* Available data *
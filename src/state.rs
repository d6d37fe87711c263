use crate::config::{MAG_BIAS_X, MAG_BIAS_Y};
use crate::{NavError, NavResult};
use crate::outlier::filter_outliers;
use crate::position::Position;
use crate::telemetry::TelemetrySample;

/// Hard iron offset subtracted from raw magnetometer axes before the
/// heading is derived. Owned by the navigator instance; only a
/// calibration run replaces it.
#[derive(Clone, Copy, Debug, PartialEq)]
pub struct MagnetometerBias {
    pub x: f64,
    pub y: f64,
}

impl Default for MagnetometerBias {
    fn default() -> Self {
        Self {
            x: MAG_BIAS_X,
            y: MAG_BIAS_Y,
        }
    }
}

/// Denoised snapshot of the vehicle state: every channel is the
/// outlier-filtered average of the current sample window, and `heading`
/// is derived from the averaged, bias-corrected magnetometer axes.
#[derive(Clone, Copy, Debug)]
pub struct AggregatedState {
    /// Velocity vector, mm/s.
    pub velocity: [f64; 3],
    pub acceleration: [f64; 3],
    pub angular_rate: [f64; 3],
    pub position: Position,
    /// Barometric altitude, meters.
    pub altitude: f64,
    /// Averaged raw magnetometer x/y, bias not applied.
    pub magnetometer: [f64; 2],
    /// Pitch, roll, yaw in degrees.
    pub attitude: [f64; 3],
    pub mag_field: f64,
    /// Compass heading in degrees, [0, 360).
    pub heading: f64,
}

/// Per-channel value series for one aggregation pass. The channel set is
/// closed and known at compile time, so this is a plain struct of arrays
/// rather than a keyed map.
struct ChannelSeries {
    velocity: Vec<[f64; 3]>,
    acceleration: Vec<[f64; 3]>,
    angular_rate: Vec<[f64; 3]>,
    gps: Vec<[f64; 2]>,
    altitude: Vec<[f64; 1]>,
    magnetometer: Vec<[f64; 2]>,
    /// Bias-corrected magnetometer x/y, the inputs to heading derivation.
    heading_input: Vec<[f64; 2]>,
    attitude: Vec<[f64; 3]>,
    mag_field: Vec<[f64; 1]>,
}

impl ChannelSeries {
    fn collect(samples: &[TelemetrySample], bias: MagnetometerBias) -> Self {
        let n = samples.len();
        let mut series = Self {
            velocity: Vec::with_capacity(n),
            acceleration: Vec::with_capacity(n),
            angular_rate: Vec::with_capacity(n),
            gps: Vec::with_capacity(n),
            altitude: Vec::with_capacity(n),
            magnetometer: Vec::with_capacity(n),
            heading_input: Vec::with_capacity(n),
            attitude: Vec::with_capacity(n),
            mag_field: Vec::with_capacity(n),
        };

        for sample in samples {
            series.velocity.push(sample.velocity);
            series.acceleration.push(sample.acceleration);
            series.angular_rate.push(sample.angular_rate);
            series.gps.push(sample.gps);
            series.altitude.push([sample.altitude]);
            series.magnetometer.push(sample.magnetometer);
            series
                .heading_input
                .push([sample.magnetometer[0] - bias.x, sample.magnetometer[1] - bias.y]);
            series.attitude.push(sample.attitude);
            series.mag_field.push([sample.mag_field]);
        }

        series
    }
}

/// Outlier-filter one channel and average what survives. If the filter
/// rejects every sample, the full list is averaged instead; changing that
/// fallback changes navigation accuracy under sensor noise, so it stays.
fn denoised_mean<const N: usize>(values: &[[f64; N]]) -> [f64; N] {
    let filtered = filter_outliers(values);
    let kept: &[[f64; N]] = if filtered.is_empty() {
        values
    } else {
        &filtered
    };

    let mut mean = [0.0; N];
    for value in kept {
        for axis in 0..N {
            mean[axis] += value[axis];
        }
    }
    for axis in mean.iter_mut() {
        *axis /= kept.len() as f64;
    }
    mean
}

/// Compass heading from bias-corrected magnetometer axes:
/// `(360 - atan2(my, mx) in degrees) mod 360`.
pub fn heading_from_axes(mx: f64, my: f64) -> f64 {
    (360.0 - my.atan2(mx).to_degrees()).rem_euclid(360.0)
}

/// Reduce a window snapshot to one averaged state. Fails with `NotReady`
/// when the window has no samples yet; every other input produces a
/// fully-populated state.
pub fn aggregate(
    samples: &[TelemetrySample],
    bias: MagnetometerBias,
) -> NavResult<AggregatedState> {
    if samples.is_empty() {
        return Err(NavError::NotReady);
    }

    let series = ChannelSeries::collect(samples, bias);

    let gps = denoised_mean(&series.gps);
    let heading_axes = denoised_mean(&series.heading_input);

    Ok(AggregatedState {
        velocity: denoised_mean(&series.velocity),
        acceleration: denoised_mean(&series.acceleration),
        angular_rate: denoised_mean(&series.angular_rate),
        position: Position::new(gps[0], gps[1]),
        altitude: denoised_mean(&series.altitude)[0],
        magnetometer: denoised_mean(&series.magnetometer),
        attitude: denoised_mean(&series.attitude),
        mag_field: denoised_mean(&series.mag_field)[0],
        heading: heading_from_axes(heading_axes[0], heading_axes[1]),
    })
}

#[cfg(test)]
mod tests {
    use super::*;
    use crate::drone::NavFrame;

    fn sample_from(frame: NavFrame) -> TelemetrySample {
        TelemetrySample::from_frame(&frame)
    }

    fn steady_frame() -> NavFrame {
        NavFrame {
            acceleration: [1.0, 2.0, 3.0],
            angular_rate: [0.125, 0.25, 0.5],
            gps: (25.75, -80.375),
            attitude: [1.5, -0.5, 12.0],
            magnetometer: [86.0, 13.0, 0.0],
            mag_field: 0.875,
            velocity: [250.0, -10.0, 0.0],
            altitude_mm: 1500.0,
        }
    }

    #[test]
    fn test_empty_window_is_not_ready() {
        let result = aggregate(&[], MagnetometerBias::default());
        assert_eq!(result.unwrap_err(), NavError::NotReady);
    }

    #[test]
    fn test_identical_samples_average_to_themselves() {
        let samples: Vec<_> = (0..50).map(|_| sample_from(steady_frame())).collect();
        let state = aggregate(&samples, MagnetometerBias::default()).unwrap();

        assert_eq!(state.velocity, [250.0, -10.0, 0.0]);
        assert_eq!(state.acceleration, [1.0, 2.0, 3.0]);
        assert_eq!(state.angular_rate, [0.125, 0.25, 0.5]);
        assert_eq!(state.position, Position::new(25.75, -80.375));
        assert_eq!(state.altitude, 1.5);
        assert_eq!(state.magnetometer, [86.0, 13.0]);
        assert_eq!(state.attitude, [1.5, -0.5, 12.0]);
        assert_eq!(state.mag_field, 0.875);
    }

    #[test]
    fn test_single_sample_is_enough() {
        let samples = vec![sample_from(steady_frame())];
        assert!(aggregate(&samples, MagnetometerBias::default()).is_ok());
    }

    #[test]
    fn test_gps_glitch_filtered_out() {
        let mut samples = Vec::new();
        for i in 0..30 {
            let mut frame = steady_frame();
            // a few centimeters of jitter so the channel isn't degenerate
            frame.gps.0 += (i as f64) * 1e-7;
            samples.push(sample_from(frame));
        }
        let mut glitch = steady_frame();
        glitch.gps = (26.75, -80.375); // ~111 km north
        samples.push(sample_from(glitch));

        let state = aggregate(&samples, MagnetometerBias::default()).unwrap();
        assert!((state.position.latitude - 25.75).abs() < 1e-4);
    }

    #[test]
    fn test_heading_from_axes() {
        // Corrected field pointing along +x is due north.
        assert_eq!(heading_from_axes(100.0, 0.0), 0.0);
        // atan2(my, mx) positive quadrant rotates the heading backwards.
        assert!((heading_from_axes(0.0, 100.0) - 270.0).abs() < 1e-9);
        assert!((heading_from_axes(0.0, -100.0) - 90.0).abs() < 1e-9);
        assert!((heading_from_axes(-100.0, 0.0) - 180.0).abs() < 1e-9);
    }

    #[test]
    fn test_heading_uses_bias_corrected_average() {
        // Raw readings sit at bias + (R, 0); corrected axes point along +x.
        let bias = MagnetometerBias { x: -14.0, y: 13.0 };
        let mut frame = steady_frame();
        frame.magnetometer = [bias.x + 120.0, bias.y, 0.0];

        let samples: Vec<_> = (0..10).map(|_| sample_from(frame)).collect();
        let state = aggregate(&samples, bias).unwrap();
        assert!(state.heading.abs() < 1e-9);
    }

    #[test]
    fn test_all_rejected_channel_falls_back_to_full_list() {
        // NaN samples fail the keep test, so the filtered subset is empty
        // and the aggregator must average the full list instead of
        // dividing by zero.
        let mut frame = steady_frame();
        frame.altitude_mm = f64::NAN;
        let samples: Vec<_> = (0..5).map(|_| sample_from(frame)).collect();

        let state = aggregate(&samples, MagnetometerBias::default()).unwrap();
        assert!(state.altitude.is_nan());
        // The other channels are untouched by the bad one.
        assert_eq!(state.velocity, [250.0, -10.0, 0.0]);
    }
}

* Exercise *
Take the listing from its first line to the line containing "#[derive(Clone, Copy, Debug, PartialEq)]". Reproduce those lines exactly and nothing else.

* Answer space *
filename src/state.rs
repository d6d37fe87711c263
use crate::config::{MAG_BIAS_X, MAG_BIAS_Y};
use crate::{NavError, NavResult};
use crate::outlier::filter_outliers;
use crate::position::Position;
use crate::telemetry::TelemetrySample;

/// Hard iron offset subtracted from raw magnetometer axes before the
/// heading is derived. Owned by the navigator instance; only a
/// calibration run replaces it.
#[derive(Clone, Copy, Debug, PartialEq)]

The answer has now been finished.